Não, este artigo não trata da atualidade, nem de futuro próximo ou longínquo, mas sim de um passado ilusório que nosso país entrou, parecia ter um futuro espacial fantástico, mas o que conquistamos foi por grande esforço dos envolvidos.
Meu colega do INPE, Marcelo Petry, lembrou que na década de 1950, o Brasil já desenvolvia foguetes e até especulavam lançar um gato ao espaço, que retornaria vivo... Há o jornal Última Hora de 18/12/1958. Há um livro disponível para o kindle: "Coronel Lage: o mestre dos foguetes" de Bernardino Coelho da Silva.
O Coronel Manoel dos Santos Lage foi um pioneiro, professor da Escola Técnica do Exército (ETE), vaga, aliás, conquistada em 1950, após construir com os formandos um foguete bem sucedido. O foguete foi denominado F-114 R/E, um tubo de 114 mm por 1,8 m. Em 1952, ele foi enviado a Universidade de Michigan aperfeiçoar seus conhecimentos.
Em 1957, foi a vez do F-114 DE, maior, com dois estágios e que atingia 30 km de altitude (o anterior ia até 22 km), com a colaboração do major Aldir Maurício que fora à Paris estudar e estagiar em foguetes, conforme o Jornal do Brasil de dezembro de 1957.
Então veio Foguete Sonda 360-BD, chamando internamente de Foguete Sonda I EB (Exército Brasileiro). Não confundir com o homônimo posterior da Aeronáutica, criado em 1965. O Sonda I EB tinha 3,95 m, 59 kg e alcançando 70 km de altitude, com carga útil de 4,5 kg.

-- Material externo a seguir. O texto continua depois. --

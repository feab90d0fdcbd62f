// tests/tablero_integration_test.rs
//
// Recorre el stack completo: fixtures en disco -> FixtureStore -> repos ->
// servicios, con una referencia de tiempo fija para que los números cierren.

use std::fs;
use std::path::Path;
use std::sync::Arc;

use chrono::{NaiveDate, NaiveDateTime};
use rust_decimal::Decimal;

use tablero_backend::config::ConfiguracionStock;
use tablero_backend::db::{
    BasculaRepository, FixtureStore, LotesRepository, ProduccionRepository, RemitosRepository,
};
use tablero_backend::models::filtros::Periodo;
use tablero_backend::services::fechas::resolver_rango;
use tablero_backend::services::{
    BasculaService, LotesService, ProduccionService, StockService, TableroService, TransitoService,
};

const PRODUCCION: &str = r#"[
  { "ID": 1, "MOVIMIENTO": "ALTA", "ORIGEN": "SECADERO INTERNO", "DESTINO": "TIPIFICADO", "TIPO": "CANCHADA", "PESO": 900, "DATE_TIME": "2026-08-07T08:00:00", "OBJETO": "BOLSONES", "STORE": "GUARANI" },
  { "ID": 2, "MOVIMIENTO": "ALTA", "ORIGEN": "SECADERO RUIZ", "DESTINO": "TIPIFICADO", "TIPO": "CANCHADA", "PESO": 600, "DATE_TIME": "2026-08-07T09:30:00", "OBJETO": "BOLSONES", "STORE": "GUARANI" },
  { "ID": 3, "MOVIMIENTO": "ALTA", "ORIGEN": "SECADERO INTERNO", "DESTINO": "TIPIFICADO", "TIPO": "CANCHADA", "PESO": 700, "DATE_TIME": "2026-08-06T08:00:00", "OBJETO": "BOLSONES", "STORE": "GUARANI" },
  { "ID": 4, "MOVIMIENTO": "DESCARGA", "ORIGEN": "TIPIFICADO", "DESTINO": "SILO", "TIPO": "CANCHADA", "PESO": 2000, "DATE_TIME": "2026-08-07T07:00:00", "OBJETO": "SILO", "STORE": "GUARANI" },
  { "ID": 5, "MOVIMIENTO": "BAJA", "ORIGEN": "SILO", "DESTINO": "ENVASADO", "TIPO": "CANCHADA", "PESO": 500, "DATE_TIME": "2026-08-07T11:00:00", "OBJETO": "SILO", "STORE": "GUARANI" }
]"#;

const LOTES: &str = r#"[
  { "ID": 1, "LOTE": "L-0001", "ESTADO": "ABIERTO", "PRODUCTO": "CANCHADA", "NPALLETS": 2, "NBOLSAS": 40, "KGBOLSAS": 25, "TOTALKG": 1000, "LABORATORIO": "PENDIENTE", "ETIQUETAS": "", "ESTIBADO": "", "DESPACHADO": "", "NEXPORT": "", "CLIENTE": "ACME", "STORE": "GUARANI" },
  { "ID": 2, "LOTE": "L-0002", "ESTADO": "EN PROCESO", "PRODUCTO": "CANCHADA", "NPALLETS": 4, "NBOLSAS": 80, "KGBOLSAS": 25, "TOTALKG": 2000, "LABORATORIO": "OK", "ETIQUETAS": "IMPRESAS", "ESTIBADO": "", "DESPACHADO": "", "NEXPORT": "", "CLIENTE": "ACME", "STORE": "GUARANI" },
  { "ID": 3, "LOTE": "L-0003", "ESTADO": "FINALIZADO", "PRODUCTO": "CANCHADA", "NPALLETS": 8, "NBOLSAS": 160, "KGBOLSAS": 25, "TOTALKG": 4000, "LABORATORIO": "OK", "ETIQUETAS": "IMPRESAS", "ESTIBADO": "FILA 3", "DESPACHADO": "", "NEXPORT": "", "CLIENTE": "ACME", "STORE": "GUARANI" },
  { "ID": 4, "LOTE": "L-0004", "ESTADO": "OBSERVACIÓN", "PRODUCTO": "CANCHADA", "NPALLETS": 3, "NBOLSAS": 60, "KGBOLSAS": 25, "TOTALKG": 1500, "LABORATORIO": "HUMEDAD ALTA", "ETIQUETAS": "", "ESTIBADO": "", "DESPACHADO": "", "NEXPORT": "", "CLIENTE": "ACME", "STORE": "GUARANI" },
  { "ID": 5, "LOTE": "L-0005", "ESTADO": "DESPACHADO", "PRODUCTO": "CANCHADA", "NPALLETS": 10, "NBOLSAS": 200, "KGBOLSAS": 25, "TOTALKG": 5000, "LABORATORIO": "OK", "ETIQUETAS": "IMPRESAS", "ESTIBADO": "FILA 1", "DESPACHADO": "2026-08-02", "NEXPORT": "EXP-1", "CLIENTE": "ACME", "STORE": "GUARANI" }
]"#;

const BASCULA: &str = r#"[
  { "ID": 1, "FECHA": "2026-08-07T06:20:00", "TICNUM": "T-1", "PROVEEDOR": "AgroMisiones", "PRODUCTO": "Hoja Verde", "NETO": 10000, "DESTINO": "GUARANI", "PATENTE": "AB123CD", "CHOFER": "Gómez" },
  { "ID": 2, "FECHA": "2026-08-07T07:45:00", "TICNUM": "T-2", "PROVEEDOR": "VerdeCampo", "PRODUCTO": "HOJA VERDE ZAFRA", "NETO": 8000, "DESTINO": "GUARANI", "PATENTE": "AC456EF", "CHOFER": "Benítez" },
  { "ID": 3, "FECHA": "2026-08-06T08:30:00", "TICNUM": "T-3", "PROVEEDOR": "AgroMisiones", "PRODUCTO": "Hoja Verde", "NETO": 6000, "DESTINO": "GUARANI", "PATENTE": "AB123CD", "CHOFER": "Gómez" },
  { "ID": 4, "FECHA": "2026-08-07T10:15:00", "TICNUM": "T-4", "PROVEEDOR": "Coop San Pedro", "PRODUCTO": "Palo", "NETO": 2000, "DESTINO": "GUARANI", "PATENTE": "AD789GH", "CHOFER": "Silva" }
]"#;

const REMITOS: &str = r#"[
  { "ID": 1, "FECHAINICIO": 1786428000000, "ORIGEN": "GUARANI", "DESTINO": "PANAMBI", "ESTADO": "ACTIVO", "BOLSON_ID": "BB-1", "STORE": "GUARANI", "PUESTO": "P1" },
  { "ID": 2, "FECHAINICIO": 1786431600000, "ORIGEN": "GUARANI", "DESTINO": "PANAMBI", "ESTADO": "ACTIVO", "BOLSON_ID": "BB-2", "STORE": "GUARANI", "PUESTO": "P2" },
  { "ID": 3, "FECHAINICIO": 1786348800000, "ORIGEN": "PANAMBI", "DESTINO": "GUARANI", "ESTADO": "ACEPTADO", "BOLSON_ID": "BB-3", "STORE": "PANAMBI", "PUESTO": "P1" }
]"#;

struct Servicios {
    produccion: ProduccionService,
    bascula: BasculaService,
    lotes: LotesService,
    stock: StockService,
    transito: TransitoService,
    tablero: TableroService,
}

fn armar_servicios(dir: &Path) -> Servicios {
    fs::write(dir.join("produccion.json"), PRODUCCION).unwrap();
    fs::write(dir.join("lotes_abiertos.json"), LOTES).unwrap();
    fs::write(dir.join("registros_bascula.json"), BASCULA).unwrap();
    fs::write(dir.join("remitos_historicos.json"), REMITOS).unwrap();

    let datos = FixtureStore::cargar(dir).unwrap();

    let produccion_repo = ProduccionRepository::new(Arc::clone(&datos.produccion));
    let produccion = ProduccionService::new(produccion_repo.clone());
    let bascula = BasculaService::new(BasculaRepository::new(Arc::clone(&datos.bascula)));
    let lotes = LotesService::new(LotesRepository::new(Arc::clone(&datos.lotes)));
    let stock = StockService::new(produccion_repo, ConfiguracionStock::default());
    let transito = TransitoService::new(RemitosRepository::new(Arc::clone(&datos.remitos)));
    let tablero = TableroService::new(
        produccion.clone(),
        bascula.clone(),
        lotes.clone(),
        stock.clone(),
    );

    Servicios {
        produccion,
        bascula,
        lotes,
        stock,
        transito,
        tablero,
    }
}

fn referencia() -> NaiveDateTime {
    NaiveDate::from_ymd_opt(2026, 8, 7)
        .unwrap()
        .and_hms_opt(12, 0, 0)
        .unwrap()
}

#[tokio::test]
async fn el_dia_de_planta_cierra_de_punta_a_punta() {
    let dir = tempfile::tempdir().unwrap();
    let servicios = armar_servicios(dir.path());
    let rangos = resolver_rango(Periodo::Hoy, referencia());

    // Producción de bolsones: 900 interno + 600 externo hoy, 700 ayer.
    let bolsones = servicios
        .produccion
        .bolsones(&rangos, Some("GUARANI"), None, None)
        .await
        .unwrap();
    assert_eq!(bolsones.actual.interno, Decimal::from(900));
    assert_eq!(bolsones.actual.externo, Decimal::from(600));
    assert_eq!(bolsones.actual.total, Decimal::from(1_500));
    assert_eq!(bolsones.anterior.total, Decimal::from(700));
    assert_eq!(bolsones.variacion, Decimal::from(800));
    assert_eq!(bolsones.variacion_pct, Decimal::new(11_429, 2));

    // Hoja verde: 18.000 hoy contra 6.000 ayer; el palo no cuenta.
    let hoja_verde = servicios
        .bascula
        .hoja_verde(&rangos, Some("GUARANI"))
        .await
        .unwrap();
    assert_eq!(hoja_verde.actual.total, Decimal::from(18_000));
    assert_eq!(hoja_verde.actual.registros.len(), 2);
    assert_eq!(hoja_verde.anterior.total, Decimal::from(6_000));
    assert_eq!(hoja_verde.variacion_pct, Decimal::from(200));

    // Lotes: uno por estado, la suma cierra contra el total.
    let lotes = servicios.lotes.resumen(Some("GUARANI"), None).await.unwrap();
    assert_eq!(lotes.total, 5);
    assert_eq!(
        lotes.abiertos + lotes.en_proceso + lotes.finalizados + lotes.en_observacion
            + lotes.despachados,
        lotes.total
    );

    // Silo: 2.000 descargados, 500 bajados.
    let silo = servicios.stock.silo(&rangos.actual).await.unwrap();
    assert_eq!(silo.ingresos, Decimal::from(2_000));
    assert_eq!(silo.egresos, Decimal::from(500));
    assert_eq!(silo.saldo, Decimal::from(20_700));

    // Ranking de proveedores del día.
    let ranking = servicios
        .bascula
        .rendimiento_proveedores(&rangos.actual, Some("GUARANI"))
        .await
        .unwrap();
    assert_eq!(ranking.len(), 3);
    assert_eq!(ranking[0].proveedor, "AgroMisiones");
    assert_eq!(ranking[0].total, Decimal::from(10_000));
    assert_eq!(ranking[2].proveedor, "Coop San Pedro");

    // Tránsito: dos remitos activos.
    let transito = servicios.transito.resumen(None).await.unwrap();
    assert_eq!(transito.activos, 2);
    assert_eq!(transito.total_kg, Decimal::from(2_000));
}

#[tokio::test]
async fn el_resumen_del_tablero_combina_las_familias() {
    let dir = tempfile::tempdir().unwrap();
    let servicios = armar_servicios(dir.path());
    let rangos = resolver_rango(Periodo::Hoy, referencia());

    let resumen = servicios
        .tablero
        .resumen(&rangos, Some("GUARANI"))
        .await
        .unwrap();

    assert_eq!(resumen.rango.etiqueta, "Hoy");
    assert_eq!(resumen.produccion.actual.total, Decimal::from(1_500));
    assert_eq!(resumen.hoja_verde.actual, Decimal::from(18_000));
    assert_eq!(resumen.lotes.total, 5);
    // GUARANI es la planta principal: multiplicador 1.
    assert_eq!(resumen.stock["ENVASADO"], Decimal::from(200_000));
}

#[tokio::test]
async fn la_semana_acumula_los_dias_desde_el_lunes() {
    let dir = tempfile::tempdir().unwrap();
    let servicios = armar_servicios(dir.path());
    // 2026-08-07 fue viernes: la semana arranca el lunes 3.
    let rangos = resolver_rango(Periodo::Semana, referencia());

    let bolsones = servicios
        .produccion
        .bolsones(&rangos, Some("GUARANI"), None, None)
        .await
        .unwrap();

    // Entran las altas del jueves 6 y del viernes 7.
    assert_eq!(bolsones.actual.total, Decimal::from(2_200));
    assert_eq!(bolsones.anterior.total, Decimal::ZERO);
}

#[tokio::test]
async fn el_filtro_por_planta_desconocida_devuelve_vacio() {
    let dir = tempfile::tempdir().unwrap();
    let servicios = armar_servicios(dir.path());
    let rangos = resolver_rango(Periodo::Hoy, referencia());

    let bolsones = servicios
        .produccion
        .bolsones(&rangos, Some("OBRAJE 9"), None, None)
        .await
        .unwrap();
    let lotes = servicios.lotes.resumen(Some("OBRAJE 9"), None).await.unwrap();

    assert_eq!(bolsones.actual.total, Decimal::ZERO);
    assert_eq!(lotes.total, 0);
}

Em 1958, fabricaram outro para alcançar 120 km de altitude, com um foguete de um único estágio com diâmetro externo de 400 mm, comprimento de 4,3 metros e massa total de 350 kg, incluindo a carga útil de 30 kg composta de um gato chamado Flamengo, e os experimentos. O foguete foi apelidado pela imprensa de Félix I, devido ao desenho animado. Lages convencera os cientistas Cesar Lattes e Carlos Chagas Filho a colaborarem com a iniciativa. Mas a imprensa e os protetores dos animais... Finalmente, o general Mendes, por motivação escusa, acabou com o projeto.
Em 6 de janeiro de 1968, A revista O Cruzeiro anunciava que na semana retrasada, a Austrália colocara em órbita seu primeiro satélite artificial, juntando-se à França, Inglaterra, Itália e Canadá. Japão e Alemanha estavam próximos de conseguir e o Brasil anunciava também o seu, para 1971...
O Brasil começou de verdade o projeto do Satélite de Coleta de Dados em 1985, ano que entrei no INPE. Satélite que envolveu grande esforço nacional e pessoal dos envolvidos, com um resultado espetacular, em 17 de junho de 2023, o SCD-1 sobrevivera mais que o Geotail da NASA e tornara-se o satélite com aplicação de observação da Terra mais longevo, que mais tempo operou. E continua operando.
Então, por que fazemos pouco, o que deu errado? Por que fomos ultrapassados até pela falida Argentina? Porque temos uma maioria de políticos que não enxergam ganhos indiretos, a pandemia mostrou a pequenez de nossa nação. Para quebrar esse paradigma, precisamos que os políticos "terraglobalistas" façam mais, lutem vigorosamente, convençam melhor, esse é o único caminho para tornar o Brasil uma potência relevante.